## TASK PROMPT:
All of the data should be restated exactly as it stands.
##### SUPPLIED MATERIAL #####
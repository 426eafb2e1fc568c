//! Telemetry datagrams and their CSV row format.
//!
//! Rows follow the fleet export layout:
//! `eventType,registerDate,stopId,odometer,latitude,longitude,taskId,lineId,tripId,unknown1,datagramDate,busId`

use chrono::NaiveDateTime;
use serde::{Deserialize, Serialize};
use thiserror::Error;

/// Timestamp layout used both in CSV rows and on the wire.
pub const TIMESTAMP_FORMAT: &str = "%Y-%m-%d %H:%M:%S";
const TIMESTAMP_FORMAT_NO_SECONDS: &str = "%Y-%m-%d %H:%M";

/// Header row written at the top of a fresh datagram file.
pub const CSV_HEADER: [&str; 12] = [
    "eventType",
    "registerDate",
    "stopId",
    "odometer",
    "latitude",
    "longitude",
    "taskId",
    "lineId",
    "tripId",
    "unknown1",
    "datagramDate",
    "busId",
];

/// Errors raised while decoding a single CSV row.
#[derive(Error, Debug)]
pub enum DatagramParseError {
    #[error("blank record")]
    Blank,

    #[error("expected 12 fields, found {found}")]
    MissingFields { found: usize },

    #[error("field {field}: invalid number {value:?}")]
    InvalidNumber { field: &'static str, value: String },

    #[error("malformed csv: {0}")]
    Csv(#[from] csv::Error),
}

/// A single telemetry sample reported by a bus. Never mutated once parsed.
#[derive(Debug, Clone, PartialEq, Serialize, Deserialize)]
pub struct Datagram {
    pub event_type: String,
    #[serde(default, with = "timestamp")]
    pub register_time: Option<NaiveDateTime>,
    pub stop_id: i64,
    pub odometer_meters: f64,
    pub latitude: f64,
    pub longitude: f64,
    pub task_id: i64,
    pub line_id: i64,
    pub trip_id: i64,
    #[serde(default)]
    pub aux_field: String,
    #[serde(default, with = "timestamp")]
    pub sample_time: Option<NaiveDateTime>,
    pub bus_id: i64,
}

/// Identity of one vehicle's traversal of a route: `(bus_id, trip_id, line_id)`.
pub type TripKey = (i64, i64, i64);

impl Datagram {
    /// Decodes one CSV row.
    ///
    /// Unparseable timestamps are kept as `None` instead of failing the row;
    /// numeric fields are strict.
    pub fn from_csv_line(line: &str) -> Result<Self, DatagramParseError> {
        if line.trim().is_empty() {
            return Err(DatagramParseError::Blank);
        }

        let mut reader = csv::ReaderBuilder::new()
            .has_headers(false)
            .trim(csv::Trim::All)
            .flexible(true)
            .from_reader(line.as_bytes());

        let record = match reader.records().next() {
            Some(record) => record?,
            None => return Err(DatagramParseError::Blank),
        };

        if record.len() < CSV_HEADER.len() {
            return Err(DatagramParseError::MissingFields {
                found: record.len(),
            });
        }

        Ok(Datagram {
            event_type: record[0].to_string(),
            register_time: parse_timestamp(&record[1]),
            stop_id: parse_number("stopId", &record[2])?,
            odometer_meters: parse_number("odometer", &record[3])?,
            latitude: parse_number("latitude", &record[4])?,
            longitude: parse_number("longitude", &record[5])?,
            task_id: parse_number("taskId", &record[6])?,
            line_id: parse_number("lineId", &record[7])?,
            trip_id: parse_number("tripId", &record[8])?,
            aux_field: record[9].to_string(),
            sample_time: parse_timestamp(&record[10]),
            bus_id: parse_number("busId", &record[11])?,
        })
    }

    /// Encodes the datagram as a CSV row in header order.
    pub fn to_csv_record(&self) -> [String; 12] {
        [
            self.event_type.clone(),
            format_timestamp(self.register_time),
            self.stop_id.to_string(),
            format!("{:.2}", self.odometer_meters),
            format!("{:.6}", self.latitude),
            format!("{:.6}", self.longitude),
            self.task_id.to_string(),
            self.line_id.to_string(),
            self.trip_id.to_string(),
            self.aux_field.clone(),
            format_timestamp(self.sample_time),
            self.bus_id.to_string(),
        ]
    }

    pub fn trip_key(&self) -> TripKey {
        (self.bus_id, self.trip_id, self.line_id)
    }

    /// True when trip, line and stop ids are all present (positive).
    pub fn has_route_identity(&self) -> bool {
        self.trip_id > 0 && self.line_id > 0 && self.stop_id > 0
    }
}

/// Returns `true` for the header row of a datagram export.
pub fn is_header_line(line: &str) -> bool {
    let lower = line.to_ascii_lowercase();
    lower.contains("eventtype") || lower.contains("registerdate")
}

pub fn parse_timestamp(raw: &str) -> Option<NaiveDateTime> {
    let raw = raw.trim();
    if raw.is_empty() {
        return None;
    }
    NaiveDateTime::parse_from_str(raw, TIMESTAMP_FORMAT)
        .or_else(|_| NaiveDateTime::parse_from_str(raw, TIMESTAMP_FORMAT_NO_SECONDS))
        .ok()
}

fn format_timestamp(ts: Option<NaiveDateTime>) -> String {
    ts.map(|t| t.format(TIMESTAMP_FORMAT).to_string())
        .unwrap_or_default()
}

fn parse_number<T: std::str::FromStr>(
    field: &'static str,
    raw: &str,
) -> Result<T, DatagramParseError> {
    raw.parse().map_err(|_| DatagramParseError::InvalidNumber {
        field,
        value: raw.to_string(),
    })
}

/// Serde adapter: optional timestamps travel as `"YYYY-MM-DD HH:MM:SS"` or `""`.
mod timestamp {
    use chrono::NaiveDateTime;
    use serde::{Deserialize, Deserializer, Serializer};

    pub fn serialize<S: Serializer>(
        value: &Option<NaiveDateTime>,
        serializer: S,
    ) -> Result<S::Ok, S::Error> {
        serializer.serialize_str(&super::format_timestamp(*value))
    }

    pub fn deserialize<'de, D: Deserializer<'de>>(
        deserializer: D,
    ) -> Result<Option<NaiveDateTime>, D::Error> {
        let raw = Option::<String>::deserialize(deserializer)?;
        Ok(raw.as_deref().and_then(super::parse_timestamp))
    }
}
#####
## OUTPUT FOR THIS TASK:
repository 426eafb2e1fc568c
//! Telemetry datagrams and their CSV row format.
//!
//! Rows follow the fleet export layout:
//! `eventType,registerDate,stopId,odometer,latitude,longitude,taskId,lineId,tripId,unknown1,datagramDate,busId`

use chrono::NaiveDateTime;
use serde::{Deserialize, Serialize};
use thiserror::Error;

/// Timestamp layout used both in CSV rows and on the wire.
pub const TIMESTAMP_FORMAT: &str = "%Y-%m-%d %H:%M:%S";
const TIMESTAMP_FORMAT_NO_SECONDS: &str = "%Y-%m-%d %H:%M";

/// Header row written at the top of a fresh datagram file.
pub const CSV_HEADER: [&str; 12] = [
    "eventType",
    "registerDate",
    "stopId",
    "odometer",
    "latitude",
    "longitude",
    "taskId",
    "lineId",
    "tripId",
    "unknown1",
    "datagramDate",
    "busId",
];

/// Errors raised while decoding a single CSV row.
#[derive(Error, Debug)]
pub enum DatagramParseError {
    #[error("blank record")]
    Blank,

    #[error("expected 12 fields, found {found}")]
    MissingFields { found: usize },

    #[error("field {field}: invalid number {value:?}")]
    InvalidNumber { field: &'static str, value: String },

    #[error("malformed csv: {0}")]
    Csv(#[from] csv::Error),
}

/// A single telemetry sample reported by a bus. Never mutated once parsed.
#[derive(Debug, Clone, PartialEq, Serialize, Deserialize)]
pub struct Datagram {
    pub event_type: String,
    #[serde(default, with = "timestamp")]
    pub register_time: Option<NaiveDateTime>,
    pub stop_id: i64,
    pub odometer_meters: f64,
    pub latitude: f64,
    pub longitude: f64,
    pub task_id: i64,
    pub line_id: i64,
    pub trip_id: i64,
    #[serde(default)]
    pub aux_field: String,
    #[serde(default, with = "timestamp")]
    pub sample_time: Option<NaiveDateTime>,
    pub bus_id: i64,
}

/// Identity of one vehicle's traversal of a route: `(bus_id, trip_id, line_id)`.
pub type TripKey = (i64, i64, i64);

impl Datagram {
    /// Decodes one CSV row.
    ///
    /// Unparseable timestamps are kept as `None` instead of failing the row;
    /// numeric fields are strict.
    pub fn from_csv_line(line: &str) -> Result<Self, DatagramParseError> {
        if line.trim().is_empty() {
            return Err(DatagramParseError::Blank);
        }

        let mut reader = csv::ReaderBuilder::new()
            .has_headers(false)
            .trim(csv::Trim::All)
            .flexible(true)
            .from_reader(line.as_bytes());

        let record = match reader.records().next() {
            Some(record) => record?,
            None => return Err(DatagramParseError::Blank),
        };

        if record.len() < CSV_HEADER.len() {
            return Err(DatagramParseError::MissingFields {
                found: record.len(),
            });
        }

        Ok(Datagram {
            event_type: record[0].to_string(),
            register_time: parse_timestamp(&record[1]),
            stop_id: parse_number("stopId", &record[2])?,
            odometer_meters: parse_number("odometer", &record[3])?,
            latitude: parse_number("latitude", &record[4])?,
            longitude: parse_number("longitude", &record[5])?,
            task_id: parse_number("taskId", &record[6])?,
            line_id: parse_number("lineId", &record[7])?,
            trip_id: parse_number("tripId", &record[8])?,
            aux_field: record[9].to_string(),
            sample_time: parse_timestamp(&record[10]),
            bus_id: parse_number("busId", &record[11])?,
        })
    }

    /// Encodes the datagram as a CSV row in header order.
    pub fn to_csv_record(&self) -> [String; 12] {
        [
            self.event_type.clone(),
            format_timestamp(self.register_time),
            self.stop_id.to_string(),
            format!("{:.2}", self.odometer_meters),
            format!("{:.6}", self.latitude),
            format!("{:.6}", self.longitude),
            self.task_id.to_string(),
            self.line_id.to_string(),
            self.trip_id.to_string(),
            self.aux_field.clone(),
            format_timestamp(self.sample_time),
            self.bus_id.to_string(),
        ]
    }

    pub fn trip_key(&self) -> TripKey {
        (self.bus_id, self.trip_id, self.line_id)
    }

    /// True when trip, line and stop ids are all present (positive).
    pub fn has_route_identity(&self) -> bool {
        self.trip_id > 0 && self.line_id > 0 && self.stop_id > 0
    }
}

/// Returns `true` for the header row of a datagram export.
pub fn is_header_line(line: &str) -> bool {
    let lower = line.to_ascii_lowercase();
    lower.contains("eventtype") || lower.contains("registerdate")
}

pub fn parse_timestamp(raw: &str) -> Option<NaiveDateTime> {
    let raw = raw.trim();
    if raw.is_empty() {
        return None;
    }
    NaiveDateTime::parse_from_str(raw, TIMESTAMP_FORMAT)
        .or_else(|_| NaiveDateTime::parse_from_str(raw, TIMESTAMP_FORMAT_NO_SECONDS))
        .ok()
}

fn format_timestamp(ts: Option<NaiveDateTime>) -> String {
    ts.map(|t| t.format(TIMESTAMP_FORMAT).to_string())
        .unwrap_or_default()
}

fn parse_number<T: std::str::FromStr>(
    field: &'static str,
    raw: &str,
) -> Result<T, DatagramParseError> {
    raw.parse().map_err(|_| DatagramParseError::InvalidNumber {
        field,
        value: raw.to_string(),
    })
}

/// Serde adapter: optional timestamps travel as `"YYYY-MM-DD HH:MM:SS"` or `""`.
mod timestamp {
    use chrono::NaiveDateTime;
    use serde::{Deserialize, Deserializer, Serializer};

    pub fn serialize<S: Serializer>(
        value: &Option<NaiveDateTime>,
        serializer: S,
    ) -> Result<S::Ok, S::Error> {
        serializer.serialize_str(&super::format_timestamp(*value))
    }

    pub fn deserialize<'de, D: Deserializer<'de>>(
        deserializer: D,
    ) -> Result<Option<NaiveDateTime>, D::Error> {
        let raw = Option::<String>::deserialize(deserializer)?;
        Ok(raw.as_deref().and_then(super::parse_timestamp))
    }
}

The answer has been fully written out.